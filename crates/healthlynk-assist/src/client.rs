//! HTTP client for the hosted generateContent endpoint

use crate::config::AssistConfig;
use crate::error::AssistError;
use crate::prompt::build_prompt;
use crate::source::ResponseSource;
use crate::types::{GenerateRequest, GenerateResponse};
use async_trait::async_trait;
use reqwest::Url;
use tracing::{debug, warn};

#[derive(Debug, Clone)]
pub struct GeminiClient {
    http: reqwest::Client,
    config: AssistConfig,
}

impl GeminiClient {
    pub fn new(config: AssistConfig) -> Result<Self, AssistError> {
        let http = reqwest::Client::builder().timeout(config.timeout).build()?;
        Ok(Self { http, config })
    }

    pub fn config(&self) -> &AssistConfig {
        &self.config
    }

    fn endpoint(&self) -> Result<Url, AssistError> {
        let key = self
            .config
            .api_key
            .as_deref()
            .ok_or(AssistError::MissingApiKey)?;
        Url::parse_with_params(&self.config.api_url, &[("key", key)])
            .map_err(|e| AssistError::InvalidUrl(e.to_string()))
    }

    pub async fn generate(
        &self,
        user_text: &str,
        detected_condition: Option<&str>,
    ) -> Result<String, AssistError> {
        let url = self.endpoint()?;
        let request = GenerateRequest::new(
            build_prompt(user_text, detected_condition),
            self.config.temperature,
            self.config.max_output_tokens,
        );

        debug!(condition = ?detected_condition, "sending generateContent request");
        let response = self.http.post(url).json(&request).send().await?;

        let status = response.status();
        if !status.is_success() {
            let body: serde_json::Value = response.json().await.unwrap_or_default();
            let message = body["error"]["message"]
                .as_str()
                .unwrap_or("Unknown error")
                .to_string();
            warn!(status = status.as_u16(), %message, "generateContent request rejected");
            return Err(AssistError::Status {
                status: status.as_u16(),
                message,
            });
        }

        let body: GenerateResponse = response.json().await?;
        Ok(body.reply_text())
    }
}

#[async_trait]
impl ResponseSource for GeminiClient {
    async fn fetch_response(
        &self,
        user_text: &str,
        detected_condition: Option<&str>,
    ) -> Result<String, AssistError> {
        self.generate(user_text, detected_condition).await
    }
}
//! Speech-to-text input boundary

use crate::notify::{Notification, Notifier};
use crate::pipeline::{Conversation, RequestId};
use async_trait::async_trait;
use tracing::warn;

/// Single-shot recognition settings
#[derive(Debug, Clone, PartialEq, Eq)]
pub struct RecognizerOptions {
    pub locale: String,
    pub continuous: bool,
    pub interim_results: bool,
}

impl Default for RecognizerOptions {
    fn default() -> Self {
        Self {
            locale: "en-US".to_string(),
            continuous: false,
            interim_results: false,
        }
    }
}

#[derive(Debug, thiserror::Error)]
pub enum VoiceError {
    #[error("voice recognition is not supported on this platform")]
    Unsupported,

    #[error("failed to start voice recognition: {0}")]
    Start(String),

    #[error("speech recognition failed: {0}")]
    Recognition(String),
}

impl VoiceError {
    pub fn notification(&self) -> Notification {
        match self {
            VoiceError::Unsupported => Notification::error(
                "Voice Recognition Not Supported",
                "Your device doesn't support voice recognition. Please type your message instead.",
            ),
            VoiceError::Start(_) => Notification::error(
                "Error",
                "Failed to start voice recognition. Please try again.",
            ),
            VoiceError::Recognition(_) => Notification::error(
                "Voice Recognition Error",
                "Failed to recognize speech. Please try again or type your message.",
            ),
        }
    }
}

#[async_trait]
pub trait SpeechRecognizer: Send + Sync {
    fn is_supported(&self) -> bool {
        true
    }

    /// Listen once and return the final transcript
    async fn recognize(&self, options: &RecognizerOptions) -> Result<String, VoiceError>;
}

/// Recognizer for platforms without speech input
#[derive(Debug, Clone, Copy, Default)]
pub struct UnsupportedRecognizer;

#[async_trait]
impl SpeechRecognizer for UnsupportedRecognizer {
    fn is_supported(&self) -> bool {
        false
    }

    async fn recognize(&self, _options: &RecognizerOptions) -> Result<String, VoiceError> {
        Err(VoiceError::Unsupported)
    }
}

/// Capture one utterance and send it. Failures are reported through
/// `notifier` and leave the conversation untouched.
pub async fn listen(
    recognizer: &dyn SpeechRecognizer,
    conversation: &Conversation,
    notifier: &dyn Notifier,
) -> Option<RequestId> {
    if !recognizer.is_supported() {
        notifier.notify(VoiceError::Unsupported.notification());
        return None;
    }

    notifier.notify(Notification::info(
        "Listening...",
        "Say something about your health concern",
    ));

    match recognizer.recognize(&RecognizerOptions::default()).await {
        Ok(transcript) => {
            notifier.notify(Notification::info("Recognized speech", transcript.clone()));
            conversation.send(&transcript)
        }
        Err(e) => {
            warn!(error = %e, "voice input failed");
            notifier.notify(e.notification());
            None
        }
    }
}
━━━━━━━━━━━━━━━━
Each of the records should be retyped exactly.

> _Exercise response_:
filename crates/healthlynk-assist/src/client.rs
//! HTTP client for the hosted generateContent endpoint

use crate::config::AssistConfig;
use crate::error::AssistError;
use crate::prompt::build_prompt;
use crate::source::ResponseSource;
use crate::types::{GenerateRequest, GenerateResponse};
use async_trait::async_trait;
use reqwest::Url;
use tracing::{debug, warn};

#[derive(Debug, Clone)]
pub struct GeminiClient {
    http: reqwest::Client,
    config: AssistConfig,
}

impl GeminiClient {
    pub fn new(config: AssistConfig) -> Result<Self, AssistError> {
        let http = reqwest::Client::builder().timeout(config.timeout).build()?;
        Ok(Self { http, config })
    }

    pub fn config(&self) -> &AssistConfig {
        &self.config
    }

    fn endpoint(&self) -> Result<Url, AssistError> {
        let key = self
            .config
            .api_key
            .as_deref()
            .ok_or(AssistError::MissingApiKey)?;
        Url::parse_with_params(&self.config.api_url, &[("key", key)])
            .map_err(|e| AssistError::InvalidUrl(e.to_string()))
    }

    pub async fn generate(
        &self,
        user_text: &str,
        detected_condition: Option<&str>,
    ) -> Result<String, AssistError> {
        let url = self.endpoint()?;
        let request = GenerateRequest::new(
            build_prompt(user_text, detected_condition),
            self.config.temperature,
            self.config.max_output_tokens,
        );

        debug!(condition = ?detected_condition, "sending generateContent request");
        let response = self.http.post(url).json(&request).send().await?;

        let status = response.status();
        if !status.is_success() {
            let body: serde_json::Value = response.json().await.unwrap_or_default();
            let message = body["error"]["message"]
                .as_str()
                .unwrap_or("Unknown error")
                .to_string();
            warn!(status = status.as_u16(), %message, "generateContent request rejected");
            return Err(AssistError::Status {
                status: status.as_u16(),
                message,
            });
        }

        let body: GenerateResponse = response.json().await?;
        Ok(body.reply_text())
    }
}

#[async_trait]
impl ResponseSource for GeminiClient {
    async fn fetch_response(
        &self,
        user_text: &str,
        detected_condition: Option<&str>,
    ) -> Result<String, AssistError> {
        self.generate(user_text, detected_condition).await
    }
}
//! Speech-to-text input boundary

use crate::notify::{Notification, Notifier};
use crate::pipeline::{Conversation, RequestId};
use async_trait::async_trait;
use tracing::warn;

/// Single-shot recognition settings
#[derive(Debug, Clone, PartialEq, Eq)]
pub struct RecognizerOptions {
    pub locale: String,
    pub continuous: bool,
    pub interim_results: bool,
}

impl Default for RecognizerOptions {
    fn default() -> Self {
        Self {
            locale: "en-US".to_string(),
            continuous: false,
            interim_results: false,
        }
    }
}

#[derive(Debug, thiserror::Error)]
pub enum VoiceError {
    #[error("voice recognition is not supported on this platform")]
    Unsupported,

    #[error("failed to start voice recognition: {0}")]
    Start(String),

    #[error("speech recognition failed: {0}")]
    Recognition(String),
}

impl VoiceError {
    pub fn notification(&self) -> Notification {
        match self {
            VoiceError::Unsupported => Notification::error(
                "Voice Recognition Not Supported",
                "Your device doesn't support voice recognition. Please type your message instead.",
            ),
            VoiceError::Start(_) => Notification::error(
                "Error",
                "Failed to start voice recognition. Please try again.",
            ),
            VoiceError::Recognition(_) => Notification::error(
                "Voice Recognition Error",
                "Failed to recognize speech. Please try again or type your message.",
            ),
        }
    }
}

#[async_trait]
pub trait SpeechRecognizer: Send + Sync {
    fn is_supported(&self) -> bool {
        true
    }

    /// Listen once and return the final transcript
    async fn recognize(&self, options: &RecognizerOptions) -> Result<String, VoiceError>;
}

/// Recognizer for platforms without speech input
#[derive(Debug, Clone, Copy, Default)]
pub struct UnsupportedRecognizer;

#[async_trait]
impl SpeechRecognizer for UnsupportedRecognizer {
    fn is_supported(&self) -> bool {
        false
    }

    async fn recognize(&self, _options: &RecognizerOptions) -> Result<String, VoiceError> {
        Err(VoiceError::Unsupported)
    }
}

/// Capture one utterance and send it. Failures are reported through
/// `notifier` and leave the conversation untouched.
pub async fn listen(
    recognizer: &dyn SpeechRecognizer,
    conversation: &Conversation,
    notifier: &dyn Notifier,
) -> Option<RequestId> {
    if !recognizer.is_supported() {
        notifier.notify(VoiceError::Unsupported.notification());
        return None;
    }

    notifier.notify(Notification::info(
        "Listening...",
        "Say something about your health concern",
    ));

    match recognizer.recognize(&RecognizerOptions::default()).await {
        Ok(transcript) => {
            notifier.notify(Notification::info("Recognized speech", transcript.clone()));
            conversation.send(&transcript)
        }
        Err(e) => {
            warn!(error = %e, "voice input failed");
            notifier.notify(e.notification());
            None
        }
    }
}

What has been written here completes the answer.